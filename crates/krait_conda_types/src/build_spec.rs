//! Constraints over build numbers, e.g. the `build_number=">=2"` bracket of a
//! match spec.

use std::{
    fmt::{Display, Formatter},
    str::FromStr,
};

use thiserror::Error;

/// The type build numbers are represented as.
pub type BuildNumber = u64;

/// An operator to compare build numbers with.
#[allow(missing_docs)]
#[derive(Debug, Copy, Clone, Eq, PartialEq, Hash)]
pub enum OrdOperator {
    Gt,
    Ge,
    Lt,
    Le,
    Eq,
    Ne,
}

/// A constraint on the build number of a package.
#[derive(Debug, Clone, Eq, PartialEq, Hash)]
pub struct BuildNumberSpec {
    op: OrdOperator,
    rhs: BuildNumber,
}

impl BuildNumberSpec {
    /// Constructs a new spec from an operator and a bound.
    pub fn new(op: OrdOperator, rhs: BuildNumber) -> Self {
        Self { op, rhs }
    }

    /// Returns true if the given build number satisfies the constraint.
    pub fn matches(&self, build_number: &BuildNumber) -> bool {
        match self.op {
            OrdOperator::Gt => build_number > &self.rhs,
            OrdOperator::Ge => build_number >= &self.rhs,
            OrdOperator::Lt => build_number < &self.rhs,
            OrdOperator::Le => build_number <= &self.rhs,
            OrdOperator::Eq => build_number == &self.rhs,
            OrdOperator::Ne => build_number != &self.rhs,
        }
    }
}

impl Display for BuildNumberSpec {
    fn fmt(&self, f: &mut Formatter<'_>) -> std::fmt::Result {
        let op = match self.op {
            OrdOperator::Gt => ">",
            OrdOperator::Ge => ">=",
            OrdOperator::Lt => "<",
            OrdOperator::Le => "<=",
            OrdOperator::Eq => "",
            OrdOperator::Ne => "!=",
        };
        write!(f, "{op}{}", self.rhs)
    }
}

/// An error parsing a [`BuildNumberSpec`].
#[allow(missing_docs)]
#[derive(Debug, Clone, Eq, PartialEq, Error)]
pub enum ParseBuildNumberSpecError {
    #[error("invalid build number '{0}'")]
    InvalidBuildNumber(String),
}

impl FromStr for BuildNumberSpec {
    type Err = ParseBuildNumberSpecError;

    fn from_str(s: &str) -> Result<Self, Self::Err> {
        let s = s.trim();
        let (op, rest) = if let Some(rest) = s.strip_prefix(">=") {
            (OrdOperator::Ge, rest)
        } else if let Some(rest) = s.strip_prefix("<=") {
            (OrdOperator::Le, rest)
        } else if let Some(rest) = s.strip_prefix('>') {
            (OrdOperator::Gt, rest)
        } else if let Some(rest) = s.strip_prefix('<') {
            (OrdOperator::Lt, rest)
        } else if let Some(rest) = s.strip_prefix("!=") {
            (OrdOperator::Ne, rest)
        } else if let Some(rest) = s.strip_prefix("==") {
            (OrdOperator::Eq, rest)
        } else if let Some(rest) = s.strip_prefix('=') {
            (OrdOperator::Eq, rest)
        } else {
            (OrdOperator::Eq, s)
        };

        let rhs = rest
            .trim()
            .parse::<BuildNumber>()
            .map_err(|_| ParseBuildNumberSpecError::InvalidBuildNumber(s.to_owned()))?;
        Ok(Self::new(op, rhs))
    }
}

#[cfg(test)]
mod test {
    use super::{BuildNumberSpec, OrdOperator};

    #[test]
    fn parse_and_match() {
        let spec: BuildNumberSpec = ">=2".parse().unwrap();
        assert_eq!(spec, BuildNumberSpec::new(OrdOperator::Ge, 2));
        assert!(spec.matches(&2));
        assert!(spec.matches(&3));
        assert!(!spec.matches(&1));

        let exact: BuildNumberSpec = "4".parse().unwrap();
        assert!(exact.matches(&4));
        assert!(!exact.matches(&5));

        assert!("x".parse::<BuildNumberSpec>().is_err());
    }

    #[test]
    fn display() {
        assert_eq!(">=2".parse::<BuildNumberSpec>().unwrap().to_string(), ">=2");
        assert_eq!("=4".parse::<BuildNumberSpec>().unwrap().to_string(), "4");
    }
}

= TO DO =
Retype the listing in full, keeping every word as it appears.

= RESPONSE =
filename crates/krait_conda_types/src/build_spec.rs
//! Constraints over build numbers, e.g. the `build_number=">=2"` bracket of a
//! match spec.

use std::{
    fmt::{Display, Formatter},
    str::FromStr,
};

use thiserror::Error;

/// The type build numbers are represented as.
pub type BuildNumber = u64;

/// An operator to compare build numbers with.
#[allow(missing_docs)]
#[derive(Debug, Copy, Clone, Eq, PartialEq, Hash)]
pub enum OrdOperator {
    Gt,
    Ge,
    Lt,
    Le,
    Eq,
    Ne,
}

/// A constraint on the build number of a package.
#[derive(Debug, Clone, Eq, PartialEq, Hash)]
pub struct BuildNumberSpec {
    op: OrdOperator,
    rhs: BuildNumber,
}

impl BuildNumberSpec {
    /// Constructs a new spec from an operator and a bound.
    pub fn new(op: OrdOperator, rhs: BuildNumber) -> Self {
        Self { op, rhs }
    }

    /// Returns true if the given build number satisfies the constraint.
    pub fn matches(&self, build_number: &BuildNumber) -> bool {
        match self.op {
            OrdOperator::Gt => build_number > &self.rhs,
            OrdOperator::Ge => build_number >= &self.rhs,
            OrdOperator::Lt => build_number < &self.rhs,
            OrdOperator::Le => build_number <= &self.rhs,
            OrdOperator::Eq => build_number == &self.rhs,
            OrdOperator::Ne => build_number != &self.rhs,
        }
    }
}

impl Display for BuildNumberSpec {
    fn fmt(&self, f: &mut Formatter<'_>) -> std::fmt::Result {
        let op = match self.op {
            OrdOperator::Gt => ">",
            OrdOperator::Ge => ">=",
            OrdOperator::Lt => "<",
            OrdOperator::Le => "<=",
            OrdOperator::Eq => "",
            OrdOperator::Ne => "!=",
        };
        write!(f, "{op}{}", self.rhs)
    }
}

/// An error parsing a [`BuildNumberSpec`].
#[allow(missing_docs)]
#[derive(Debug, Clone, Eq, PartialEq, Error)]
pub enum ParseBuildNumberSpecError {
    #[error("invalid build number '{0}'")]
    InvalidBuildNumber(String),
}

impl FromStr for BuildNumberSpec {
    type Err = ParseBuildNumberSpecError;

    fn from_str(s: &str) -> Result<Self, Self::Err> {
        let s = s.trim();
        let (op, rest) = if let Some(rest) = s.strip_prefix(">=") {
            (OrdOperator::Ge, rest)
        } else if let Some(rest) = s.strip_prefix("<=") {
            (OrdOperator::Le, rest)
        } else if let Some(rest) = s.strip_prefix('>') {
            (OrdOperator::Gt, rest)
        } else if let Some(rest) = s.strip_prefix('<') {
            (OrdOperator::Lt, rest)
        } else if let Some(rest) = s.strip_prefix("!=") {
            (OrdOperator::Ne, rest)
        } else if let Some(rest) = s.strip_prefix("==") {
            (OrdOperator::Eq, rest)
        } else if let Some(rest) = s.strip_prefix('=') {
            (OrdOperator::Eq, rest)
        } else {
            (OrdOperator::Eq, s)
        };

        let rhs = rest
            .trim()
            .parse::<BuildNumber>()
            .map_err(|_| ParseBuildNumberSpecError::InvalidBuildNumber(s.to_owned()))?;
        Ok(Self::new(op, rhs))
    }
}

#[cfg(test)]
mod test {
    use super::{BuildNumberSpec, OrdOperator};

    #[test]
    fn parse_and_match() {
        let spec: BuildNumberSpec = ">=2".parse().unwrap();
        assert_eq!(spec, BuildNumberSpec::new(OrdOperator::Ge, 2));
        assert!(spec.matches(&2));
        assert!(spec.matches(&3));
        assert!(!spec.matches(&1));

        let exact: BuildNumberSpec = "4".parse().unwrap();
        assert!(exact.matches(&4));
        assert!(!exact.matches(&5));

        assert!("x".parse::<BuildNumberSpec>().is_err());
    }

    #[test]
    fn display() {
        assert_eq!(">=2".parse::<BuildNumberSpec>().unwrap().to_string(), ">=2");
        assert_eq!("=4".parse::<BuildNumberSpec>().unwrap().to_string(), "4");
    }
}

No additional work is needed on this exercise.